START The input
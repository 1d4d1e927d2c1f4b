// grocer/src/lib.rs

//! grocer: the checkout core of a grocery storefront.
//!
//! It covers:
//!  - A cart aggregate whose totals are always derived from its lines.
//!  - A loyalty-credits ledger (earn 5% of the paid total, 10 credits per
//!    currency unit, redemption capped at half the cart value).
//!  - A checkout orchestrator built on a small step-flow engine, with
//!    compensations for the steps that must be undone on partial failure.
//!  - A [`Session`] that owns the cart and ledger and receives its
//!    collaborators (backend, payment gateway, authenticator) explicitly.

pub mod auth;
pub mod backend;
pub mod cart;
pub mod catalog;
pub mod checkout;
pub mod credits;
pub mod error;
pub mod flow;
pub mod order;
pub mod payment;
pub mod session;

// --- Re-exports for the Public API ---

pub use crate::auth::{Authenticator, LocalSession};
pub use crate::backend::{Backend, BackendResult, InMemoryBackend};
pub use crate::cart::{Cart, CartItem};
pub use crate::catalog::{Catalog, Category, Product, ProductId};
pub use crate::checkout::{format_amount, CheckoutOutcome, CheckoutQuote, CheckoutReceipt, PlaceOrderOptions};
pub use crate::credits::{CreditTransaction, CreditsLedger, TransactionKind, CREDITS_TO_DOLLAR, EARN_RATE};
pub use crate::error::{BackendError, CheckoutError, FlowError};
pub use crate::flow::{FlowOutcome, Pipeline, Shared, StepControl};
pub use crate::order::{AddressInput, DeliveryAddress, Order, OrderId, OrderItem, OrderStatus, OrderSummary, UserId};
pub use crate::payment::{PaymentGateway, PaymentMethod, PaymentReceipt, SimulatedGateway};
pub use crate::session::{Collaborators, Session};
END The input
*What to do*
Your reply must contain exactly the lines from the first line of the data through the line holding "step-flow engine, with", and nothing more.

*Exercise response*
repository 1d4d1e927d2c1f4b
// grocer/src/lib.rs

//! grocer: the checkout core of a grocery storefront.
//!
//! It covers:
//!  - A cart aggregate whose totals are always derived from its lines.
//!  - A loyalty-credits ledger (earn 5% of the paid total, 10 credits per
//!    currency unit, redemption capped at half the cart value).
//!  - A checkout orchestrator built on a small step-flow engine, with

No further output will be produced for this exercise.